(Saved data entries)
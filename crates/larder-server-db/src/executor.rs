// Copyright (c) 2025 Geoffrey Huntley <ghuntley@ghuntley.com>. All rights reserved.
// SPDX-License-Identifier: Proprietary

//! Statement execution seam between the repository and the driver.
//!
//! Repositories compose [`SqlStatement`](crate::query::SqlStatement)s and hand
//! the text and arguments to a [`QueryExecutor`]. Production code runs against
//! [`PoolExecutor`]; tests script a
//! [`MockExecutor`](crate::testing::MockExecutor) instead.

use async_trait::async_trait;
use sqlx::mysql::{MySql, MySqlArguments, MySqlPool, MySqlRow};
use sqlx::Row;

use crate::value::{SqlRow, SqlValue};

/// Outcome of a statement that does not return rows.
#[derive(Debug, Clone, Copy, Default, PartialEq, Eq)]
pub struct ExecResult {
	pub rows_affected: u64,
	pub last_insert_id: u64,
}

/// Executes parameterized statements against a MariaDB-compatible server.
#[async_trait]
pub trait QueryExecutor: Send + Sync {
	/// Fetch exactly one row. Zero rows yield [`sqlx::Error::RowNotFound`].
	async fn fetch_one(&self, statement: &str, args: &[SqlValue]) -> Result<SqlRow, sqlx::Error>;

	/// Fetch every matching row.
	async fn fetch_all(
		&self,
		statement: &str,
		args: &[SqlValue],
	) -> Result<Vec<SqlRow>, sqlx::Error>;

	/// Fetch the first column of the first row as an unsigned integer.
	async fn fetch_scalar(&self, statement: &str, args: &[SqlValue]) -> Result<u64, sqlx::Error>;

	/// Run a statement that returns no rows.
	async fn execute(&self, statement: &str, args: &[SqlValue])
		-> Result<ExecResult, sqlx::Error>;
}

/// [`QueryExecutor`] backed by a [`MySqlPool`].
#[derive(Clone)]
pub struct PoolExecutor {
	pool: MySqlPool,
}

impl PoolExecutor {
	pub fn new(pool: MySqlPool) -> Self {
		Self { pool }
	}
}

#[async_trait]
impl QueryExecutor for PoolExecutor {
	async fn fetch_one(&self, statement: &str, args: &[SqlValue]) -> Result<SqlRow, sqlx::Error> {
		let row = bind_args(statement, args).fetch_one(&self.pool).await?;
		row_from_mysql(&row)
	}

	async fn fetch_all(
		&self,
		statement: &str,
		args: &[SqlValue],
	) -> Result<Vec<SqlRow>, sqlx::Error> {
		let rows = bind_args(statement, args).fetch_all(&self.pool).await?;
		rows.iter().map(row_from_mysql).collect()
	}

	async fn fetch_scalar(&self, statement: &str, args: &[SqlValue]) -> Result<u64, sqlx::Error> {
		let row = bind_args(statement, args).fetch_one(&self.pool).await?;
		match row.try_get::<u64, _>(0) {
			Ok(value) => Ok(value),
			// COUNT() reports a signed aggregate even over unsigned columns.
			Err(sqlx::Error::ColumnDecode { .. }) => {
				let value: i64 = row.try_get(0)?;
				Ok(value as u64)
			}
			Err(error) => Err(error),
		}
	}

	async fn execute(
		&self,
		statement: &str,
		args: &[SqlValue],
	) -> Result<ExecResult, sqlx::Error> {
		let result = bind_args(statement, args).execute(&self.pool).await?;
		Ok(ExecResult {
			rows_affected: result.rows_affected(),
			last_insert_id: result.last_insert_id(),
		})
	}
}

fn bind_args<'q>(
	statement: &'q str,
	args: &'q [SqlValue],
) -> sqlx::query::Query<'q, MySql, MySqlArguments> {
	let mut query = sqlx::query(statement);
	for arg in args {
		query = match arg {
			SqlValue::Null => query.bind(None::<u64>),
			SqlValue::UInt(value) => query.bind(*value),
			SqlValue::Text(text) => query.bind(text.as_str()),
		};
	}
	query
}

/// Convert a driver row into the loose [`SqlRow`] representation.
///
/// Each cell is read as an unsigned integer first with a text fallback; NULL
/// decodes to [`SqlValue::Null`] whatever the column type.
fn row_from_mysql(row: &MySqlRow) -> Result<SqlRow, sqlx::Error> {
	let mut cells = Vec::with_capacity(row.len());
	for index in 0..row.len() {
		cells.push(cell_from_row(row, index)?);
	}
	Ok(SqlRow::new(cells))
}

fn cell_from_row(row: &MySqlRow, index: usize) -> Result<SqlValue, sqlx::Error> {
	match row.try_get::<Option<u64>, _>(index) {
		Ok(Some(value)) => Ok(SqlValue::UInt(value)),
		Ok(None) => Ok(SqlValue::Null),
		Err(sqlx::Error::ColumnDecode { .. }) => {
			let text: Option<String> = row.try_get(index)?;
			Ok(text.map_or(SqlValue::Null, SqlValue::Text))
		}
		Err(error) => Err(error),
	}
}
// Copyright (c) 2025 Geoffrey Huntley <ghuntley@ghuntley.com>. All rights reserved.
// SPDX-License-Identifier: Proprietary

//! List query pagination and filtering.

use serde::{Deserialize, Serialize};
use std::fmt;
use std::str::FromStr;

/// Page size applied when a caller does not specify a limit.
pub const DEFAULT_LIMIT: u64 = 20;

/// Direction applied to time-ordered list queries.
#[derive(Debug, Clone, Copy, PartialEq, Eq, Serialize, Deserialize)]
#[cfg_attr(feature = "openapi", derive(utoipa::ToSchema))]
pub enum SortOrder {
	#[serde(rename = "asc")]
	Ascending,
	#[serde(rename = "desc")]
	Descending,
}

impl SortOrder {
	/// SQL keyword for this direction.
	pub fn as_sql(&self) -> &'static str {
		match self {
			Self::Ascending => "ASC",
			Self::Descending => "DESC",
		}
	}
}

impl fmt::Display for SortOrder {
	fn fmt(&self, f: &mut fmt::Formatter<'_>) -> fmt::Result {
		match self {
			Self::Ascending => write!(f, "asc"),
			Self::Descending => write!(f, "desc"),
		}
	}
}

impl FromStr for SortOrder {
	type Err = String;

	fn from_str(s: &str) -> Result<Self, Self::Err> {
		match s {
			"asc" => Ok(Self::Ascending),
			"desc" => Ok(Self::Descending),
			_ => Err(format!("unknown sort order: {}", s)),
		}
	}
}

/// Caller-supplied pagination and filtering for list queries.
///
/// Page numbers are 1-based. A missing page or limit falls back to the first
/// page of [`DEFAULT_LIMIT`] results. The timestamp windows are unix seconds
/// and are applied as exclusive bounds.
#[derive(Debug, Clone, Copy, PartialEq, Eq, Serialize, Deserialize)]
#[cfg_attr(feature = "openapi", derive(utoipa::ToSchema))]
pub struct QueryFilter {
	#[serde(default = "default_page")]
	pub page: u64,
	#[serde(default = "default_limit")]
	pub limit: u64,

	pub created_after: Option<u64>,
	pub created_before: Option<u64>,
	pub updated_after: Option<u64>,
	pub updated_before: Option<u64>,

	pub sort_by: Option<SortOrder>,
}

fn default_page() -> u64 {
	1
}

fn default_limit() -> u64 {
	DEFAULT_LIMIT
}

impl Default for QueryFilter {
	fn default() -> Self {
		Self {
			page: default_page(),
			limit: default_limit(),
			created_after: None,
			created_before: None,
			updated_after: None,
			updated_before: None,
			sort_by: None,
		}
	}
}

impl QueryFilter {
	/// Number of rows skipped before this page begins.
	///
	/// Page zero is treated the same as page one so the subtraction can
	/// never underflow.
	pub fn query_offset(&self) -> u64 {
		if self.page == 0 {
			return 0;
		}
		self.limit * (self.page - 1)
	}
}
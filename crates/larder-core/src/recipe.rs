// Copyright (c) 2025 Geoffrey Huntley <ghuntley@ghuntley.com>. All rights reserved.
// SPDX-License-Identifier: Proprietary

//! Recipe domain types.

use serde::{Deserialize, Serialize};

/// A stored recipe.
///
/// Timestamps are unix seconds assigned by the database. `updated_on` and
/// `archived_on` stay unset until the recipe is first updated or archived.
#[derive(Debug, Clone, Default, PartialEq, Eq, Serialize, Deserialize)]
#[cfg_attr(feature = "openapi", derive(utoipa::ToSchema))]
pub struct Recipe {
	pub id: u64,
	pub name: String,
	pub source: String,
	pub description: String,
	/// Recipe this one was adapted from, if any.
	pub inspired_by_recipe_id: Option<u64>,

	pub created_on: u64,
	pub updated_on: Option<u64>,
	pub archived_on: Option<u64>,

	/// Owning user.
	pub belongs_to: u64,
}

/// Caller-supplied fields for creating a recipe.
///
/// The id and timestamps are assigned by the database during creation.
#[derive(Debug, Clone, Default, PartialEq, Eq, Serialize, Deserialize)]
#[cfg_attr(feature = "openapi", derive(utoipa::ToSchema))]
pub struct RecipeCreationInput {
	pub name: String,
	pub source: String,
	pub description: String,
	pub inspired_by_recipe_id: Option<u64>,
	pub belongs_to: u64,
}

/// One page of recipes together with pagination bookkeeping.
#[derive(Debug, Clone, Default, PartialEq, Eq, Serialize, Deserialize)]
#[cfg_attr(feature = "openapi", derive(utoipa::ToSchema))]
pub struct RecipeList {
	pub page: u64,
	pub limit: u64,
	/// Total live recipes in the store, not the size of this page.
	pub total_count: u64,
	pub recipes: Vec<Recipe>,
}
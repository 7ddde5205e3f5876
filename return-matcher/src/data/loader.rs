use std::fs;
use std::path::Path;

use common::{PipelineError, Result, Row};
use tracing::debug;

/// Rows of a text file plus the optionally captured header line
#[derive(Debug, Clone, Default)]
pub struct TextTable {
    pub header: Option<Row>,
    pub rows: Vec<Row>,
}

/// Load a delimited text file into rows of string fields.
///
/// # Arguments
/// * `path` - File to read
/// * `separator` - Field separator, or `None` to split on whitespace
/// * `header_lines` - Number of leading raw lines dropped from `rows`
/// * `header_index` - Raw line (0-based) returned as `header`
///
/// Header counts include blank lines. Lines are trimmed before splitting and
/// quote characters are kept as-is. Blank lines after the header block are
/// dropped. Row width is not validated.
pub fn load_text(
    path: &Path,
    separator: Option<char>,
    header_lines: usize,
    header_index: Option<usize>,
) -> Result<TextTable> {
    let text = fs::read_to_string(path)?;
    let mut rows = match separator {
        Some(sep) => split_delimited(&text, sep)?,
        None => split_whitespace(&text),
    };

    let header = match header_index {
        Some(index) => Some(rows.get(index).cloned().ok_or_else(|| {
            PipelineError::HeaderOutOfRange {
                path: path.to_path_buf(),
                index,
                lines: rows.len(),
            }
        })?),
        None => None,
    };

    let skip = header_lines.min(rows.len());
    rows.drain(..skip);
    rows.retain(|row| !row.is_blank());

    debug!(
        "Loaded {} rows from {:?} (skipped {} header lines)",
        rows.len(),
        path,
        skip
    );

    Ok(TextTable { header, rows })
}

/// One row per raw line; blank lines yield rows without fields
fn split_delimited(text: &str, sep: char) -> Result<Vec<Row>> {
    let delimiter = u8::try_from(sep)
        .ok()
        .filter(u8::is_ascii)
        .ok_or_else(|| PipelineError::InvalidConfig(format!("separator {sep:?} is not ASCII")))?;

    let mut rows: Vec<Row> = text
        .lines()
        .enumerate()
        .map(|(idx, _)| Row::new(idx + 1, Vec::new()))
        .collect();

    let mut csv_reader = csv::ReaderBuilder::new()
        .has_headers(false)
        .flexible(true)
        .quoting(false)
        .trim(csv::Trim::All)
        .delimiter(delimiter)
        .from_reader(text.as_bytes());

    // Without quoting every record is one line; the reader skips empty lines.
    let record_lines = text
        .lines()
        .enumerate()
        .filter(|(_, line)| !line.is_empty())
        .map(|(idx, _)| idx);

    for (idx, result) in record_lines.zip(csv_reader.records()) {
        let record = result.map_err(|e| PipelineError::CsvError(e.to_string()))?;
        rows[idx].fields = record.iter().map(str::to_string).collect();
    }

    Ok(rows)
}

fn split_whitespace(text: &str) -> Vec<Row> {
    text.lines()
        .enumerate()
        .map(|(idx, line)| Row::new(idx + 1, line.split_whitespace().map(str::to_string).collect()))
        .collect()
}

/// Parse one field of a row as a float, reporting file and line on failure
pub fn parse_field(row: &Row, field: usize, path: &Path) -> Result<f64> {
    let raw = row.get(field).ok_or_else(|| PipelineError::MissingField {
        path: path.to_path_buf(),
        line: row.line,
        field,
    })?;
    parse_value(raw, row.line, path)
}

pub(crate) fn parse_value(raw: &str, line: usize, path: &Path) -> Result<f64> {
    raw.trim().parse().map_err(|_| PipelineError::ParseFloat {
        path: path.to_path_buf(),
        line,
        value: raw.to_string(),
    })
}
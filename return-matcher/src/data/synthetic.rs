use std::fs;
use std::path::Path;

use chrono::{Datelike, Duration, NaiveDate, Weekday};
use common::Result;
use rand::Rng;

/// Header line of a vendor daily price export
pub const VENDOR_HEADER: &str = "Date\tOpen\tHigh\tLow\tClose\tVolume\tAdj Close";

/// One synthetic trading day
#[derive(Debug, Clone, PartialEq)]
pub struct SyntheticDay {
    pub date: NaiveDate,
    pub open: f64,
    pub high: f64,
    pub low: f64,
    pub close: f64,
    pub volume: u64,
}

impl SyntheticDay {
    /// Flat day that opens, trades and closes at `close`
    pub fn at_close(date: NaiveDate, close: f64) -> Self {
        Self {
            date,
            open: close,
            high: close,
            low: close,
            close,
            volume: 100,
        }
    }

    /// Render as a vendor line, date prefixed with the export's quote marker
    pub fn to_vendor_line(&self) -> String {
        format!(
            "\"{}\t{:.4}\t{:.4}\t{:.4}\t{:.4}\t{}\t{:.4}",
            self.date.format("%Y-%m-%d"),
            self.open,
            self.high,
            self.low,
            self.close,
            self.volume,
            self.close
        )
    }
}

/// Generate a random-walk price history over weekdays starting at `start`.
/// Days are returned oldest-first.
pub fn generate_synthetic_days(days: usize, initial_price: f64, start: NaiveDate) -> Vec<SyntheticDay> {
    let mut rng = rand::thread_rng();
    let mut out = Vec::with_capacity(days);

    let daily_volatility = 0.01;
    let drift = 0.0002;

    let mut price = initial_price;
    let mut date = start;

    while out.len() < days {
        if matches!(date.weekday(), Weekday::Sat | Weekday::Sun) {
            date += Duration::days(1);
            continue;
        }

        let random_return: f64 = rng.gen_range(-1.0..1.0);
        let close = price * (1.0 + drift + daily_volatility * random_return);
        let range = price * rng.gen_range(0.002..0.02);
        let open = price;

        out.push(SyntheticDay {
            date,
            open,
            high: open.max(close) + range / 2.0,
            low: open.min(close) - range / 2.0,
            close,
            volume: rng.gen_range(1_000_000..5_000_000),
        });

        price = close;
        date += Duration::days(1);
    }

    out
}

/// Write days as a newest-first vendor file with its header line
pub fn write_vendor_file(path: &Path, days: &[SyntheticDay]) -> Result<()> {
    let mut contents = String::from(VENDOR_HEADER);
    contents.push('\n');
    for day in days.iter().rev() {
        contents.push_str(&day.to_vendor_line());
        contents.push('\n');
    }
    fs::write(path, contents)?;
    Ok(())
}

→ About this task:
Output the lines above between the one holding "of this page." and the one holding "let header = match", inclusive, with nothing before or after them.

→ Task response:
	/// Total live recipes in the store, not the size of this page.
	pub total_count: u64,
	pub recipes: Vec<Recipe>,
}
repository 7ddde5205e3f5876
filename return-matcher/src/data/loader.rs
use std::fs;
use std::path::Path;

use common::{PipelineError, Result, Row};
use tracing::debug;

/// Rows of a text file plus the optionally captured header line
#[derive(Debug, Clone, Default)]
pub struct TextTable {
    pub header: Option<Row>,
    pub rows: Vec<Row>,
}

/// Load a delimited text file into rows of string fields.
///
/// # Arguments
/// * `path` - File to read
/// * `separator` - Field separator, or `None` to split on whitespace
/// * `header_lines` - Number of leading raw lines dropped from `rows`
/// * `header_index` - Raw line (0-based) returned as `header`
///
/// Header counts include blank lines. Lines are trimmed before splitting and
/// quote characters are kept as-is. Blank lines after the header block are
/// dropped. Row width is not validated.
pub fn load_text(
    path: &Path,
    separator: Option<char>,
    header_lines: usize,
    header_index: Option<usize>,
) -> Result<TextTable> {
    let text = fs::read_to_string(path)?;
    let mut rows = match separator {
        Some(sep) => split_delimited(&text, sep)?,
        None => split_whitespace(&text),
    };

    let header = match header_index {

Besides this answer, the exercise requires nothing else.